New Air Monitoring for Tracking Health and Energy Benefits: free webinar, June 27

A useful learning and networking opportunity for anyone interested in energy: The New Air Monitoring for Tracking Health and Energy Benefits free webinar on June 27.

Toronto MIT Club member Karen Donoghue, SM, MIT Media Lab, and Craig Newell have been part of this democratization of air quality monitoring for the last 5 years with their work on the iPhone app, LocalHaze. The app makes local data accessible to the public and citizen scientists. They will discuss the challenges in designing a data gathering app that can easily display good, local, real time data from worldwide monitoring networks.

Many Americans spend a majority of time inside, and a new and affordable monitoring technology has been developed by PieraSystems to measure indoor air quality, which is affected by building characteristics and energy efficiency improvements.

Vin Ratford, CEO, will speak about how his company’s Canāree monitoring system measures particulate size and count, from 0.1 – 10 microns, based on optical principles. It then applies AI model data analysis to report Effective Air Changes per hour in accordance with the new Indoor Air Quality Standard.  The system also classifies sources of pollution, including cigarette smoke and vaping fumes, improving indoor air quality while reducing energy consumption.

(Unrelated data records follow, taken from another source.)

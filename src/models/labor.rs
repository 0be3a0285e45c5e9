//! Labor (manpower) allocation line items
//!
//! Each row of a manpower plan allocates one person (company staff or an
//! outsourced contractor) to the project for a number of person-months per
//! calendar month, priced twice: at the proposed billing rate and at the
//! internal cost rate.

use serde::{Deserialize, Serialize};
use std::collections::BTreeMap;
use std::fmt;

use crate::numeric::{
    lenient_mm_map, lenient_option_amount, round_to_unit, sum_monthly,
};

/// Affiliation prefixes that mark a row as outsourced
const EXTERNAL_AFFILIATION_PREFIXES: [&str; 3] = ["외주", "External", "Outsourc"];

/// Who supplies the person on a labor row
#[derive(Debug, Clone, Copy, PartialEq, Eq, Hash, Serialize, Deserialize, Default)]
#[serde(rename_all = "snake_case")]
pub enum LaborCategory {
    /// Own-company staff
    #[default]
    Company,
    /// Outsourced / external contractor
    External,
}

impl LaborCategory {
    /// Classify a free-text affiliation label ("외주 개발", "External QA", ...)
    pub fn from_affiliation(affiliation: &str) -> Self {
        let label = affiliation.trim();
        if EXTERNAL_AFFILIATION_PREFIXES
            .iter()
            .any(|prefix| label.starts_with(prefix))
        {
            Self::External
        } else {
            Self::Company
        }
    }

    pub fn is_external(&self) -> bool {
        matches!(self, Self::External)
    }
}

impl fmt::Display for LaborCategory {
    fn fmt(&self, f: &mut fmt::Formatter<'_>) -> fmt::Result {
        match self {
            LaborCategory::Company => write!(f, "Company"),
            LaborCategory::External => write!(f, "External"),
        }
    }
}

/// One person's allocation to the project
#[derive(Debug, Clone, PartialEq, Serialize, Deserialize, Default)]
pub struct LaborAllocationItem {
    /// Internal staff or outsourced; classified from `affiliation` when absent
    #[serde(default, skip_serializing_if = "Option::is_none")]
    pub category: Option<LaborCategory>,

    /// Affiliation label from the manpower plan ("당사 기술직", "외주 개발")
    #[serde(default, skip_serializing_if = "String::is_empty")]
    pub affiliation: String,

    /// Work area / role description
    #[serde(default, skip_serializing_if = "String::is_empty")]
    pub role: String,

    /// Person's name, if already assigned
    #[serde(default, skip_serializing_if = "String::is_empty")]
    pub name: String,

    /// Grade used to look up unit prices
    #[serde(default, skip_serializing_if = "String::is_empty")]
    pub grade: String,

    /// Person-months per calendar month ("2025-01" → 0.5)
    #[serde(default, deserialize_with = "lenient_mm_map")]
    pub monthly_allocation: BTreeMap<String, f64>,

    /// Billing unit price per person-month
    #[serde(default, deserialize_with = "lenient_option_amount")]
    pub proposed_unit_price: Option<f64>,

    /// Explicit billing total; wins over unit price × person-months
    #[serde(default, deserialize_with = "lenient_option_amount")]
    pub proposed_amount: Option<f64>,

    /// Internal cost unit price per person-month
    #[serde(default, deserialize_with = "lenient_option_amount")]
    pub internal_unit_price: Option<f64>,

    /// Explicit internal cost total; wins over unit price × person-months
    #[serde(default, deserialize_with = "lenient_option_amount")]
    pub internal_amount: Option<f64>,
}

impl LaborAllocationItem {
    /// Create a row with no allocation and no prices
    pub fn new(category: LaborCategory) -> Self {
        Self {
            category: Some(category),
            ..Self::default()
        }
    }

    /// Create a row classified only by its affiliation label
    pub fn with_affiliation(affiliation: impl Into<String>) -> Self {
        Self {
            affiliation: affiliation.into(),
            ..Self::default()
        }
    }

    /// Explicit category, else the one implied by the affiliation label
    pub fn category(&self) -> LaborCategory {
        self.category
            .unwrap_or_else(|| LaborCategory::from_affiliation(&self.affiliation))
    }

    /// Allocate person-months for a month (builder style)
    pub fn with_month(mut self, month: impl Into<String>, mm: f64) -> Self {
        self.monthly_allocation.insert(month.into(), mm);
        self
    }

    /// Set both unit prices (builder style)
    pub fn with_unit_prices(mut self, proposed: f64, internal: f64) -> Self {
        self.proposed_unit_price = Some(proposed);
        self.internal_unit_price = Some(internal);
        self
    }

    /// Total person-months across all months
    pub fn total_mm(&self) -> f64 {
        sum_monthly(&self.monthly_allocation)
    }

    /// Billing amount: the explicit override, else unit price × person-months
    pub fn proposed_total(&self) -> f64 {
        resolve_amount(self.proposed_amount, self.proposed_unit_price, self.total_mm())
    }

    /// Internal cost amount: the explicit override, else unit price × person-months
    pub fn internal_total(&self) -> f64 {
        resolve_amount(self.internal_amount, self.internal_unit_price, self.total_mm())
    }
}

fn resolve_amount(explicit: Option<f64>, unit_price: Option<f64>, mm: f64) -> f64 {
    match explicit {
        Some(amount) => amount,
        None => round_to_unit(mm * unit_price.unwrap_or(0.0)),
    }
}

Karthik Kuppu MCP ’19, another Toronto MIT Club member, is another MIT alum involved in work that will help evaluate the air quality and health impact co-benefits from reducing transportation and other energy emissions.

Air monitoring advances are important because the first networks miss a lot of location-specific “hot spot” information, They were designed to provide high quality, background concentration data and report health-harming concentrations and air quality index values. These government networks still report 24-hour average, particulate data that can show, for example, whether the smoke and haze from forest fires is arriving in distant locations. They are costly – the budget required for the Massachusetts network of 40 monitors and 20 staff was more than $6 million in 1988. Today, staff are busy evaluating the ability of the community monitors to produce accurate and precise, local particulate data so data from several of the community monitors can be considered and included in network results.